Walmart has almost everything on its shelves. Few other retailers can claim to have as much as Walmart offers to their customers. But now Walmart shoppers in Arkansas are shocked to learn that the giant retailer may also be home to a giant Jurassic-era insect that had gone missing from the eastern part of North America for more than fifty years after locals discovered the disturbing species of giant lacewing outside of the Walmart location in Fayetteville in 2012.

The insect was discovered by Professor Michael Skvarla, a zoologist who works at the Insect Identification Lab at Penn State University.

The professor found the “large, charismatic” giant lacewing outside of the Fayetteville, Arkansas, Walmart location. The ancient insect is also known by its Latin name Polystoechotes punctata. The species of insect has been known to the world for a long time after Danish zoologist Johan Fabricius identified it in 1793. However, the bug had been missing from eastern North America for fifty years at the time of Professor Skvarla’s discovery.

Originally, Professor Skvarla thought the giant lacewing was an antlion, which is a predatory insect that lures prey into death traps. While the professor discovered the bug outside of the Walmart in 2012, he did not discover the bug’s true identity until 2020. Now, he has co-authored a paper about the discovery published in the Proceedings of the Entomological Society of Washington.

“I remember it vividly because I was walking into Walmart to get milk, and I saw this huge insect on the side of the building,” said Skvarla, who was a doctoral student at the University of Arkansas at the time he discovered the ancient bug outside of the Walmart. “I thought it looked interesting, so I put it in my hand and did the rest of my shopping with it between my fingers.”

Professor Skvarla killed the specimen when he returned home and mounted it. He then forgot about it for nearly a decade.

“I killed the specimen when I got home using a kill jar, which is a standard piece of equipment in entomology for dispatching insects,” he told MailOnline. “Basically, a jar with some plaster in the bottom that is impregnated with acetone, ethanol, or another substance that kills insects quickly. After that, I pinned it and kept it in my collection.”

Although no one knows how the ancient bug wound up outside of the Arkansas Walmart at night, some believe it was attracted to the building’s bright outdoor lights.

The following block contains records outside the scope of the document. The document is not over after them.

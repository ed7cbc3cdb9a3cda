//! Signalling & Negotiation and Public API Surface.

pub mod http;
pub mod telephone;
pub mod webrtc;
pub mod websocket;
//! Handler Runtime: owns one handler instance per session,
//! drives its receive/emit loop, bridges synchronous handlers into the
//! async event loop with a bounded worker pool.
//!
//! Built on the multi-source `tokio::select!` pump/drain-loop idiom used
//! for session driving elsewhere in this crate (inbound/outbound/event
//! multiplexing), generalized here into a three-fiber model: inbound
//! pump, handler pump, outbound pump.

use std::collections::VecDeque;
use std::sync::Arc;

use tokio::sync::{Mutex, Notify};

use crate::error::HandlerError;
use crate::frame::{AudioFrame, VideoFrame};

/// Declared handler properties negotiated against the peer's media.
#[derive(Debug, Clone)]
pub struct HandlerProperties {
    pub input_sample_rate: u32,
    pub output_sample_rate: u32,
    pub output_frame_samples: usize,
    pub expected_layout: crate::config::ChannelLayout,
}

/// One inbound unit handed to `receive`.
#[derive(Debug, Clone)]
pub enum InboundFrame {
    Audio(AudioFrame),
    Video(VideoFrame),
}

/// One outbound unit returned by `emit`.
#[derive(Debug, Clone)]
pub enum OutboundFrame {
    Audio(AudioFrame),
    Video(VideoFrame),
}

/// The contract a user provides.
///
/// `copy` is the mandatory deep-copy factory: every new session gets a
/// fresh handler instance with no shared runtime state, so concurrent
/// sessions built from the same registered handler never interfere.
pub trait Handler: Send {
    fn properties(&self) -> HandlerProperties;

    /// Called once after `copy`, before the first `receive`/`emit`.
    fn start_up(&mut self) {}

    /// Called once per inbound frame. Must not block.
    fn receive(&mut self, frame: InboundFrame);

    /// Called in a loop by the outbound pump. Must not block; `None` means
    /// "nothing to send now".
    fn emit(&mut self) -> Option<OutboundFrame>;

    /// Called exactly once on teardown. Must be idempotent.
    fn shutdown(&mut self);

    /// Mandatory deep-copy factory.
    fn copy(&self) -> Box<dyn Handler>;
}

/// Bounded FIFO in front of a handler's `receive`, with oldest-drop
/// overflow.
struct InboundQueue {
    capacity: usize,
    items: VecDeque<InboundFrame>,
    dropped: u64,
}

impl InboundQueue {
    fn new(capacity: usize) -> Self {
        Self {
            capacity,
            items: VecDeque::new(),
            dropped: 0,
        }
    }

    fn push(&mut self, frame: InboundFrame) -> bool {
        let overflowed = self.items.len() >= self.capacity;
        if overflowed {
            self.items.pop_front();
            self.dropped += 1;
        }
        self.items.push_back(frame);
        overflowed
    }

    fn pop(&mut self) -> Option<InboundFrame> {
        self.items.pop_front()
    }
}

/// Drives one session's handler. Synchronous handlers are bridged onto a
/// bounded worker pool via `spawn_blocking`; async orchestration
/// (turn-taking, control messages) happens around this runtime, not inside
/// it — `HandlerRuntime` only owns the receive/emit contract.
pub struct HandlerRuntime {
    handler: Arc<Mutex<Box<dyn Handler>>>,
    inbound: Arc<Mutex<InboundQueue>>,
    /// Latest `/input` argument snapshot. `phone_mode` sessions (telephone
    /// bridges, which never see a `/input` call) are pre-populated with
    /// `[None]` so a generator waiting on args never deadlocks.
    latest_args: Arc<Mutex<Vec<serde_json::Value>>>,
    args_notify: Arc<Notify>,
}

impl HandlerRuntime {
    pub fn new(handler: Box<dyn Handler>, inbound_capacity: usize) -> Self {
        Self::new_with_phone_mode(handler, inbound_capacity, false)
    }

    /// `phone_mode = true` pre-seeds the argument state with `[None]` so
    /// `wait_for_args`/`wait_for_args_sync` return immediately for sessions
    /// that never receive a `/input` call (telephone bridges).
    pub fn new_with_phone_mode(mut handler: Box<dyn Handler>, inbound_capacity: usize, phone_mode: bool) -> Self {
        handler.start_up();
        let initial = if phone_mode { vec![serde_json::Value::Null] } else { Vec::new() };
        Self {
            handler: Arc::new(Mutex::new(handler)),
            inbound: Arc::new(Mutex::new(InboundQueue::new(inbound_capacity))),
            latest_args: Arc::new(Mutex::new(initial)),
            args_notify: Arc::new(Notify::new()),
        }
    }

    /// Record the latest argument snapshot (mirrors the session's `/input`
    /// values) and wake anyone blocked in `wait_for_args`.
    pub async fn set_args(&self, values: Vec<serde_json::Value>) {
        *self.latest_args.lock().await = values;
        self.args_notify.notify_waiters();
    }

    /// The most recently set argument snapshot, without waiting.
    pub async fn latest_args(&self) -> Vec<serde_json::Value> {
        self.latest_args.lock().await.clone()
    }

    /// Wait until at least one argument snapshot has been set, then return
    /// it. A `phone_mode` runtime already has `[None]` seeded and returns
    /// immediately.
    pub async fn wait_for_args(&self) -> Vec<serde_json::Value> {
        loop {
            let notified = self.args_notify.notified();
            {
                let values = self.latest_args.lock().await;
                if !values.is_empty() {
                    return values.clone();
                }
            }
            notified.await;
        }
    }

    /// Blocking variant of [`Self::wait_for_args`] for synchronous generator
    /// code driven from a `spawn_blocking` context.
    pub fn wait_for_args_sync(&self) -> Vec<serde_json::Value> {
        tokio::runtime::Handle::current().block_on(self.wait_for_args())
    }

    /// Enqueue an inbound frame. Never blocks the transport: on overflow,
    /// the oldest frame is dropped and the caller is told to emit a
    /// `warning` control message.
    pub async fn enqueue(&self, frame: InboundFrame) -> bool {
        let mut queue = self.inbound.lock().await;
        queue.push(frame)
    }

    /// Drain the inbound queue into the handler's `receive`. Runs on a
    /// blocking-pool task since `receive` is user code that may not be
    /// async-safe.
    pub async fn pump_receive(&self) -> Result<(), HandlerError> {
        loop {
            let next = {
                let mut queue = self.inbound.lock().await;
                queue.pop()
            };
            let Some(frame) = next else { break };
            let handler = self.handler.clone();
            let result = tokio::task::spawn_blocking(move || {
                let mut guard = handler.blocking_lock();
                guard.receive(frame);
            })
            .await;
            if let Err(e) = result {
                return Err(HandlerError::UserCode(e.to_string()));
            }
        }
        Ok(())
    }

    /// Poll `emit` once. Runs on the blocking pool the same way `receive`
    /// does, since user `emit` implementations are synchronous by default.
    pub async fn emit(&self) -> Result<Option<OutboundFrame>, HandlerError> {
        let handler = self.handler.clone();
        tokio::task::spawn_blocking(move || {
            let mut guard = handler.blocking_lock();
            guard.emit()
        })
        .await
        .map_err(|e| HandlerError::UserCode(e.to_string()))
    }

    pub async fn shutdown(&self) -> Result<(), HandlerError> {
        let handler = self.handler.clone();
        tokio::task::spawn_blocking(move || {
            let mut guard = handler.blocking_lock();
            guard.shutdown();
        })
        .await
        .map_err(|e| HandlerError::ShutdownFailed(e.to_string()))
    }

    pub async fn properties(&self) -> HandlerProperties {
        self.handler.lock().await.properties()
    }
}

#[cfg(test)]
mod tests {
    use super::*;
    use crate::config::ChannelLayout;

    #[derive(Default, Clone)]
    struct EchoHandler {
        queue: VecDeque<AudioFrame>,
        shutdown_calls: u32,
    }

    impl Handler for EchoHandler {
        fn properties(&self) -> HandlerProperties {
            HandlerProperties {
                input_sample_rate: 48_000,
                output_sample_rate: 48_000,
                output_frame_samples: 960,
                expected_layout: ChannelLayout::Mono,
            }
        }

        fn receive(&mut self, frame: InboundFrame) {
            if let InboundFrame::Audio(audio) = frame {
                self.queue.push_back(audio);
            }
        }

        fn emit(&mut self) -> Option<OutboundFrame> {
            self.queue.pop_front().map(OutboundFrame::Audio)
        }

        fn shutdown(&mut self) {
            self.shutdown_calls += 1;
        }

        fn copy(&self) -> Box<dyn Handler> {
            Box::new(EchoHandler::default())
        }
    }

    #[tokio::test]
    async fn echo_handler_round_trips_frames_in_order() {
        let runtime = HandlerRuntime::new(Box::new(EchoHandler::default()), 8);
        for i in 0..5 {
            runtime
                .enqueue(InboundFrame::Audio(AudioFrame {
                    sample_rate: 48_000,
                    channels: 1,
                    samples: vec![i as i16],
                }))
                .await;
        }
        runtime.pump_receive().await.unwrap();

        for i in 0..5 {
            let frame = runtime.emit().await.unwrap();
            match frame {
                Some(OutboundFrame::Audio(audio)) => assert_eq!(audio.samples, vec![i as i16]),
                other => panic!("expected audio frame, got {other:?}"),
            }
        }
        assert!(runtime.emit().await.unwrap().is_none());
    }

    #[tokio::test]
    async fn overflow_drops_oldest_frame() {
        let runtime = HandlerRuntime::new(Box::new(EchoHandler::default()), 2);
        for i in 0..4 {
            runtime
                .enqueue(InboundFrame::Audio(AudioFrame {
                    sample_rate: 48_000,
                    channels: 1,
                    samples: vec![i as i16],
                }))
                .await;
        }
        runtime.pump_receive().await.unwrap();
        let first = runtime.emit().await.unwrap();
        match first {
            Some(OutboundFrame::Audio(audio)) => assert_eq!(audio.samples, vec![2i16]),
            other => panic!("expected oldest-dropped frame, got {other:?}"),
        }
    }

    #[tokio::test]
    async fn copy_produces_independent_state() {
        let original = EchoHandler {
            queue: VecDeque::from(vec![AudioFrame {
                sample_rate: 48_000,
                channels: 1,
                samples: vec![7],
            }]),
            shutdown_calls: 0,
        };
        let copied = original.copy();
        let runtime = HandlerRuntime::new(copied, 8);
        assert!(runtime.emit().await.unwrap().is_none());
    }

    #[tokio::test]
    async fn shutdown_is_idempotent() {
        let runtime = HandlerRuntime::new(Box::new(EchoHandler::default()), 8);
        runtime.shutdown().await.unwrap();
        runtime.shutdown().await.unwrap();
    }

    #[tokio::test]
    async fn phone_mode_wait_for_args_never_blocks() {
        let runtime = HandlerRuntime::new_with_phone_mode(Box::new(EchoHandler::default()), 8, true);
        let args = tokio::time::timeout(std::time::Duration::from_millis(50), runtime.wait_for_args())
            .await
            .expect("phone_mode must not deadlock waiting for args");
        assert_eq!(args, vec![serde_json::Value::Null]);
    }

    #[tokio::test]
    async fn wait_for_args_resolves_once_set_args_is_called() {
        let runtime = Arc::new(HandlerRuntime::new(Box::new(EchoHandler::default()), 8));
        let waiter = {
            let runtime = runtime.clone();
            tokio::spawn(async move { runtime.wait_for_args().await })
        };
        tokio::task::yield_now().await;
        runtime.set_args(vec![serde_json::json!("hello")]).await;
        let args = waiter.await.unwrap();
        assert_eq!(args, vec![serde_json::json!("hello")]);
    }
}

It might have flown to the building from hundreds of feet away.

“I wasn’t sure what species of antlion it might be,” he told MailOnline. “There are a number that occurs in Arkansas, and it’s not a group I’m familiar with.”

In 2020, the professor was using his collection of insect specimens to teach a class via Zoom. That’s when he noticed that his “antlion” did not have the same characteristics as the predatory dragonfly-like insect.

“We all realized together that the insect was not what it was labeled and was in fact a super-rare giant lacewing.”